The maintenance of homeostasis of cytochromes P450 enzymes (P450s) under both physiologic and xenobiotic exposure conditions is ensured by the action of positive and negative regulators. In the current study, the hepatocyte nuclear factor 4α (HNF4A) antisense RNA 1 (HNF4A-AS1), an antisense long noncoding RNA of HNF4A, was found to be a negative regulator of the basal and rifampicin (RIF)-induced expression of nuclear receptors and downstream P450s. In Huh7 cells, knockdown of HNF4A-AS1 resulted in elevated expression of HNF4A, pregnane X receptor (PXR), and P450s (including CYP3A4) under both basal and RIF-induced conditions. Conversely, overexpression of HNF4A-AS1 led to decreased basal expression of constitutive androstane receptor, aryl hydrocarbon receptor, PXR, and all studied P450s. Of note, significantly diminished induction levels of PXR and CYP1A2, 2C8, 2C19, and 3A4 by RIF were also observed in HNF4A-AS1 plasmid-transfected Huh7 cells.

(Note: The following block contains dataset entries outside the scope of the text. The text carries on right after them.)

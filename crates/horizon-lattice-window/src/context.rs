//! The windowing context.
//!
//! A [`WindowContext`] is the single owner of everything the dispatch engine
//! keeps between calls: the native backend, the one-time class registration,
//! the last-error slot, the exit hook and the table of per-window states.
//! Independent contexts share nothing.

use std::cell::RefCell;
use std::fmt;
use std::num::NonZeroUsize;
use std::rc::Rc;

use static_assertions::assert_not_impl_any;

use crate::backend::{NativeBackend, Position, Size, WindowDescriptor, WindowHandle};
use crate::class::{ClassRegistry, WindowClass};
use crate::config::{ContextBuilder, ContextConfig};
use crate::dispatch::{Dispatcher, Outcome};
use crate::error::{ErrorCode, ErrorRegistry, Result, WindowError};
use crate::logging::targets;
use crate::message::{RawMessage, codes};
use crate::state::{StateTable, WindowState};

/// Callback invoked with the exit code of a quit notification.
pub type ExitHook = Rc<dyn Fn(i32)>;

/// Owner of the native backend and all engine state.
///
/// # Example
///
/// ```
/// use horizon_lattice_window::{HeadlessBackend, WindowContext};
///
/// let backend = HeadlessBackend::new();
/// let ctx = WindowContext::new(backend.clone());
///
/// let window = ctx.create(400, 100, Some("Window 1"), None).unwrap();
/// let state = ctx.state(window).unwrap();
/// state.event.window.close.set(|ctx, _, state| {
///     state.set_running(false);
///     ctx.request_exit(0);
/// });
///
/// backend.post_close(window);
/// while state.is_running() {
///     ctx.pump(None);
/// }
/// ```
pub struct WindowContext {
    backend: Box<dyn NativeBackend>,
    config: ContextConfig,
    classes: ClassRegistry,
    pub(crate) errors: ErrorRegistry,
    pub(crate) states: StateTable,
    dispatcher: Dispatcher,
    exit_hook: RefCell<Option<ExitHook>>,
}

// Dispatch happens on the thread that pumps.
assert_not_impl_any!(WindowContext: Send, Sync);

impl WindowContext {
    /// Create a context with the default configuration.
    pub fn new(backend: impl NativeBackend + 'static) -> Self {
        Self::with_config(backend, ContextConfig::default())
    }

    /// Create a context with a custom configuration.
    pub fn with_config(backend: impl NativeBackend + 'static, config: ContextConfig) -> Self {
        tracing::debug!(target: targets::CORE, class = %config.class_name, "creating window context");
        Self {
            backend: Box::new(backend),
            classes: ClassRegistry::new(WindowClass::new(config.class_name.clone())),
            errors: ErrorRegistry::new(),
            states: StateTable::new(config.max_windows),
            dispatcher: Dispatcher::new(),
            exit_hook: RefCell::new(None),
            config,
        }
    }

    /// Start building a context with custom configuration.
    pub fn builder() -> ContextBuilder {
        ContextBuilder::new()
    }

    pub fn config(&self) -> &ContextConfig {
        &self.config
    }

    /// The native backend this context drives.
    pub fn backend(&self) -> &dyn NativeBackend {
        self.backend.as_ref()
    }

    /// The window class every window of this context is created from.
    pub fn window_class(&self) -> &WindowClass {
        self.classes.class()
    }

    /// Whether the window class has been registered successfully.
    pub fn is_class_registered(&self) -> bool {
        self.classes.is_registered()
    }

    // =========================================================================
    // Window lifecycle
    // =========================================================================

    /// Create a hidden window.
    ///
    /// Registers the window class on first use. The creation notification is
    /// dispatched before this returns, so a successful result always has a
    /// [`WindowState`] attached.
    ///
    /// # Errors
    ///
    /// Every failure is also recorded in the last-error slot:
    ///
    /// - [`WindowError::RegisterClass`] if class registration failed, now or
    ///   on an earlier call;
    /// - [`WindowError::CreateWindow`] if the backend refused the window;
    /// - [`WindowError::AllocateState`] if the state could not be allocated.
    ///   The native window has been destroyed again.
    #[tracing::instrument(skip(self), target = "horizon_lattice_window", level = "debug")]
    pub fn create(
        &self,
        width: i32,
        height: i32,
        title: Option<&str>,
        parent: Option<WindowHandle>,
    ) -> Result<WindowHandle> {
        if let Err(err) = self.classes.ensure_registered(self.backend()) {
            return Err(self.fail(err));
        }

        let descriptor = WindowDescriptor {
            class_name: self.classes.class().name().to_string(),
            size: Size::new(width, height),
            title: title.map(str::to_owned),
            parent,
        };
        let created = self.backend.create_window(&descriptor);
        // Whatever the backend raised while creating, success or not.
        self.flush_sent();

        let window = match created {
            Ok(window) => window,
            Err(source) => {
                tracing::error!(target: targets::CORE, %source, "native window creation failed");
                return Err(self.fail(WindowError::CreateWindow(source)));
            }
        };

        if !self.states.contains(window) {
            // No state was attached, so the native window must not outlive
            // this call.
            tracing::warn!(target: targets::CORE, %window, "window created without state, destroying it");
            self.backend.destroy_window(window);
            self.flush_sent();
            return Err(self.fail(WindowError::AllocateState));
        }

        tracing::debug!(target: targets::CORE, %window, "window created");
        Ok(window)
    }

    /// Destroy a window.
    ///
    /// The destruction notification is dispatched before this returns: the
    /// destroy callback (if any) runs, then the window's state is released.
    /// The handle must not be used afterwards.
    #[tracing::instrument(skip(self), target = "horizon_lattice_window", level = "debug")]
    pub fn destroy(&self, window: WindowHandle) {
        self.backend.destroy_window(window);
        self.flush_sent();
    }

    /// The state attached to `window`, if it is alive.
    pub fn state(&self, window: WindowHandle) -> Option<Rc<WindowState>> {
        self.states.get(window)
    }

    /// Number of windows with an attached state.
    pub fn window_count(&self) -> usize {
        self.states.len()
    }

    /// Handles of every window with an attached state.
    pub fn windows(&self) -> Vec<WindowHandle> {
        self.states.handles()
    }

    // =========================================================================
    // Pass-throughs
    // =========================================================================

    pub fn set_title(&self, window: WindowHandle, title: &str) {
        self.backend.set_title(window, title);
        self.flush_sent();
    }

    pub fn title(&self, window: WindowHandle) -> Option<String> {
        self.backend.title(window)
    }

    pub fn set_size(&self, window: WindowHandle, width: i32, height: i32) {
        self.backend.set_size(window, Size::new(width, height));
        self.flush_sent();
    }

    pub fn size(&self, window: WindowHandle) -> Option<Size> {
        self.backend.size(window)
    }

    pub fn set_position(&self, window: WindowHandle, x: i32, y: i32) {
        self.backend.set_position(window, Position::new(x, y));
        self.flush_sent();
    }

    pub fn position(&self, window: WindowHandle) -> Option<Position> {
        self.backend.position(window)
    }

    pub fn show(&self, window: WindowHandle) {
        self.backend.show(window);
        self.flush_sent();
    }

    pub fn hide(&self, window: WindowHandle) {
        self.backend.hide(window);
        self.flush_sent();
    }

    pub fn minimize(&self, window: WindowHandle) {
        self.backend.minimize(window);
        self.flush_sent();
    }

    pub fn maximize(&self, window: WindowHandle) {
        self.backend.maximize(window);
        self.flush_sent();
    }

    // =========================================================================
    // Run loop
    // =========================================================================

    /// Dispatch every pending notification without blocking.
    ///
    /// With `filter` set only notifications for that window are taken, plus
    /// thread-wide ones such as quit. A quit notification invokes the exit
    /// hook with its exit code and ends this call; anything still pending
    /// stays queued. At most [`ContextConfig::pump_budget`] notifications are
    /// taken when a budget is configured.
    ///
    /// Returns the number of notifications taken from the queue.
    #[tracing::instrument(skip(self), target = "horizon_lattice_window::pump", level = "trace")]
    pub fn pump(&self, filter: Option<WindowHandle>) -> usize {
        let mut taken = 0;
        loop {
            if let Some(budget) = self.config.pump_budget.map(NonZeroUsize::get)
                && taken >= budget
            {
                tracing::trace!(target: targets::PUMP, budget, "pump budget exhausted");
                break;
            }
            let Some(message) = self.backend.peek_message(filter) else {
                break;
            };
            taken += 1;

            if message.code == codes::QUIT {
                self.run_exit_hook(message.exit_code());
                break;
            }

            self.route(&message);
            self.flush_sent();
        }
        taken
    }

    /// Queue a quit notification carrying `exit_code`.
    ///
    /// A later [`pump`](Self::pump) observes it and calls the exit hook.
    pub fn request_exit(&self, exit_code: i32) {
        tracing::debug!(target: targets::PUMP, exit_code, "exit requested");
        self.backend.post_quit(exit_code);
    }

    /// Install the exit hook, replacing any previous one.
    pub fn set_exit_hook<F>(&self, hook: F)
    where
        F: Fn(i32) + 'static,
    {
        let previous = self.exit_hook.replace(Some(Rc::new(hook)));
        drop(previous);
    }

    pub fn exit_hook(&self) -> Option<ExitHook> {
        self.exit_hook.borrow().clone()
    }

    /// Remove and return the exit hook.
    pub fn clear_exit_hook(&self) -> Option<ExitHook> {
        self.exit_hook.replace(None)
    }

    fn run_exit_hook(&self, exit_code: i32) {
        let hook = self.exit_hook();
        match hook {
            Some(hook) => {
                tracing::debug!(target: targets::PUMP, exit_code, "quit observed, calling exit hook");
                hook(exit_code);
            }
            None => {
                tracing::debug!(target: targets::PUMP, exit_code, "quit observed, no exit hook installed");
            }
        }
    }

    // =========================================================================
    // Errors
    // =========================================================================

    /// The code of the most recent failure, or [`ErrorCode::None`].
    pub fn last_error(&self) -> ErrorCode {
        self.errors.last()
    }

    fn fail(&self, err: WindowError) -> WindowError {
        self.errors.record(err.code());
        err
    }

    // =========================================================================
    // Routing
    // =========================================================================

    fn route(&self, message: &RawMessage) {
        if self.dispatcher.dispatch(self, message) == Outcome::Default {
            self.backend.default_handling(message);
        }
    }

    /// Dispatch every notification the backend raised synchronously.
    fn flush_sent(&self) {
        while let Some(message) = self.backend.next_sent() {
            self.route(&message);
        }
    }
}

impl fmt::Debug for WindowContext {
    fn fmt(&self, f: &mut fmt::Formatter<'_>) -> fmt::Result {
        f.debug_struct("WindowContext")
            .field("config", &self.config)
            .field("classes", &self.classes)
            .field("windows", &self.states.len())
            .field("last_error", &self.errors.last())
            .field("has_exit_hook", &self.exit_hook.borrow().is_some())
            .finish()
    }
}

Moreover, the negative feedback of HNF4A on HNF4A-AS1-mediated gene expression was validated using a loss-of-function experiment in this study. Strikingly, our data showed that increased enrichment levels of histone 3 lysine 4 trimethylation and HNF4A in the CYP3A4 promoter contribute to the elevated CYP3A4 expression after HNF4A-AS1 knockdown. Overall, the current study reveals that histone modifications contribute to the negative regulation of nuclear receptors and P450s by HNF4A-AS1 in basal and drug-induced levels. SIGNIFICANCE STATEMENT: Utilizing loss-of-function and gain-of-function experiments, the current study systematically investigated the negative regulation of HNF4A-AS1 on the expression of nuclear receptors (including HNF4A, constitutive androstane receptor, aryl hydrocarbon receptor, and pregnane X receptor) and P450s (including CYP1A2, 2E1, 2B6, 2D6, 2C8, 2C9, 2C19, and 3A4) in both basal and rifampicin-induced levels in Huh7 cells. Notably, this study is the first to reveal the contribution of histone modification to the HNF4A-AS1-mediated expression of CYP3A4 in Huh7 cells.